Good gut health is the gateway to everything from better sleep to increased energy and weight loss. Read on to discover how to get yours happy and healthy.

1. Ferment your foods

Okay so you don’t have to ferment your food yourself, but eating fermented foods is a sure-fire way to get a happier, healthier gut. That’s because they’re a great source of natural probiotics which contribute to a healthier, more balanced microbiome in your gut. Getting a regular source of probiotics has been shown to reduce digestive issues and support better immunity too. Kefir, kimchi, live yoghurt, sauerkraut, tempeh and miso are all good sources and widely available.

2. Eat more fibre 

Adding more fibre to your diet is crucial for good gut health because the cells in your colon need it to stay healthy. Fibre also helps to keep the digestive tract flowing by keeping your bowel movements soft and regular; for an easy way to ensure you’re getting enough, try Workshop’s Gut Cleansing Formula which contains a soluble and insoluble blend of 12 essential fibres.
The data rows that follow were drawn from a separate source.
// SPDX-License-Identifier: BUSL-1.1
// Copyright (c) 2026 Alfred Jean LLC

//! ID generation abstractions.

/// Maximum byte length for an inline ID.
///
/// All generated IDs are exactly 23 bytes (4-char prefix + 19-char nanoid).
/// `from_string` accepts shorter IDs but debug-asserts they fit.
pub const ID_MAX_LEN: usize = 23;

/// Fixed-size inline ID buffer. Always ≤ 23 ASCII bytes, `Copy`.
#[derive(Clone, Copy, PartialEq, Eq)]
pub struct IdBuf {
    len: u8,
    buf: [u8; ID_MAX_LEN],
}

impl std::hash::Hash for IdBuf {
    fn hash<H: std::hash::Hasher>(&self, state: &mut H) {
        // Hash only the active bytes so it matches str::hash,
        // which is required for Borrow<str> HashMap lookups.
        self.as_str().hash(state);
    }
}

impl IdBuf {
    pub fn new(s: &str) -> Self {
        debug_assert!(
            s.len() <= ID_MAX_LEN,
            "ID exceeds {} bytes ({} bytes): {:?}",
            ID_MAX_LEN,
            s.len(),
            s,
        );
        let len = s.len().min(ID_MAX_LEN);
        let mut buf = [0u8; ID_MAX_LEN];
        buf[..len].copy_from_slice(&s.as_bytes()[..len]);
        Self { len: len as u8, buf }
    }

    pub fn as_str(&self) -> &str {
        // Invariant: only constructed from &str, always valid UTF-8.
        match std::str::from_utf8(&self.buf[..self.len as usize]) {
            Ok(s) => s,
            Err(_) => unreachable!("IdBuf constructed from non-UTF-8"),
        }
    }

    pub fn is_empty(&self) -> bool {
        self.len == 0
    }
}

impl std::borrow::Borrow<str> for IdBuf {
    fn borrow(&self) -> &str {
        self.as_str()
    }
}

impl std::fmt::Debug for IdBuf {
    fn fmt(&self, f: &mut std::fmt::Formatter<'_>) -> std::fmt::Result {
        write!(f, "{:?}", self.as_str())
    }
}

impl std::fmt::Display for IdBuf {
    fn fmt(&self, f: &mut std::fmt::Formatter<'_>) -> std::fmt::Result {
        write!(f, "{}", self.as_str())
    }
}

impl serde::Serialize for IdBuf {
    fn serialize<S>(&self, serializer: S) -> Result<S::Ok, S::Error>
    where
        S: serde::Serializer,
    {
        serializer.serialize_str(self.as_str())
    }
}

impl<'de> serde::Deserialize<'de> for IdBuf {
    fn deserialize<D>(deserializer: D) -> Result<Self, D::Error>
    where
        D: serde::Deserializer<'de>,
    {
        let s = <&str>::deserialize(deserializer)?;
        if s.len() > ID_MAX_LEN {
            return Err(serde::de::Error::custom(format!("ID exceeds {} bytes: {:?}", ID_MAX_LEN, s)));
        }
        Ok(IdBuf::new(s))
    }
}

/// Define a newtype ID wrapper around [`IdBuf`] with a type prefix.
///
/// Generates `new()` for random ID generation, `from_string()` for parsing,
/// `as_str()`, `Display`, `From<String>`, `From<&str>`, `PartialEq<str>`,
/// `Borrow<str>`, and `Deref` implementations.
///
/// The ID format is `{prefix}{nanoid}` where:
/// - `prefix`: 4 character type indicator (e.g., "job-", "tsk-")
/// - `nanoid`: 19 character random ID
/// - Total: 23 characters (exactly fits [`IdBuf`] capacity)
#[macro_export]
macro_rules! define_id {
    (
        $(#[$meta:meta])*
        pub struct $name:ident($prefix:literal);
    ) => {
        $(#[$meta])*
        #[derive(Debug, Clone, Copy, PartialEq, Eq, Hash, serde::Serialize, serde::Deserialize)]
        #[serde(transparent)]
        pub struct $name(pub $crate::id::IdBuf);

        impl $name {
            pub const PREFIX: &'static str = $prefix;

            /// Generate a new random ID with the type prefix
            pub fn new() -> Self {
                Self($crate::id::IdBuf::new(&format!(
                    "{}{}",
                    Self::PREFIX,
                    nanoid::nanoid!(19)
                )))
            }

            /// Create ID from existing string (for parsing/deserialization)
            pub fn from_string(id: impl AsRef<str>) -> Self {
                Self($crate::id::IdBuf::new(id.as_ref()))
            }

            pub fn as_str(&self) -> &str {
                self.0.as_str()
            }
        }

        impl Default for $name {
            fn default() -> Self {
                Self::new()
            }
        }

        impl std::fmt::Display for $name {
            fn fmt(&self, f: &mut std::fmt::Formatter<'_>) -> std::fmt::Result {
                write!(f, "{}", self.0.as_str())
            }
        }

        impl From<&str> for $name {
            fn from(s: &str) -> Self {
                Self::from_string(s)
            }
        }

        impl From<String> for $name {
            fn from(s: String) -> Self {
                Self::from_string(s)
            }
        }

        impl AsRef<str> for $name {
            fn as_ref(&self) -> &str {
                self.0.as_str()
            }
        }

        impl PartialEq<str> for $name {
            fn eq(&self, other: &str) -> bool {
                self.0.as_str() == other
            }
        }

        impl PartialEq<&str> for $name {
            fn eq(&self, other: &&str) -> bool {
                self.0.as_str() == *other
            }
        }

        impl std::borrow::Borrow<str> for $name {
            fn borrow(&self) -> &str {
                self.0.as_str()
            }
        }

        impl std::ops::Deref for $name {
            type Target = str;

            fn deref(&self) -> &str {
                self.0.as_str()
            }
        }
    };
}

#[cfg(test)]
#[path = "id_tests.rs"]
mod tests;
Simple swap of white bread, pasta and rice for wholegrain options can more than double your fibre intake each time, while pulses are an easy way to add more fibre to your meals. If you’re using canned varieties, choose those with no added salt or sugar and always soak them overnight first. That helps to deactivate the lectins which can be found on the skin and which can make them harder to process in the body. 

3. Reduce your stress 

We all know that stress can seriously affect our mood and sleep, but perhaps less well known is its ability to impact gut health. Being under stress can physically affect the way in which your intestinal muscles contract and stretch. It can also increase fluid secretion, both of which can lead to issues such as diarrhoea, abdominal pain, gas, bloating and constipation. It can also significantly worsen existing issues like IBS and ulcers. Look at ways you can reduce your stress, such as including meditation and breathing exercises in your daily routine or going for a walk.

4. Get more sleep 

Recent research shows that if your gut is unbalanced or unhealthy, it can affect your ability to get a good night’s sleep. Most of the body’s serotonin, the hormone that affects mood and sleep is produced in the gut, so if that environment is compromised, you may not be able to get enough good quality sleep. Similarly, the gut is known as the second brain and given that researchers have found a link between poor gut health and cognitive function and poor cognitive function and impaired sleep, it stands to reason that the two are connected. To improve your chances of good quality, regular sleep, keep your gut as healthy and balanced as possible.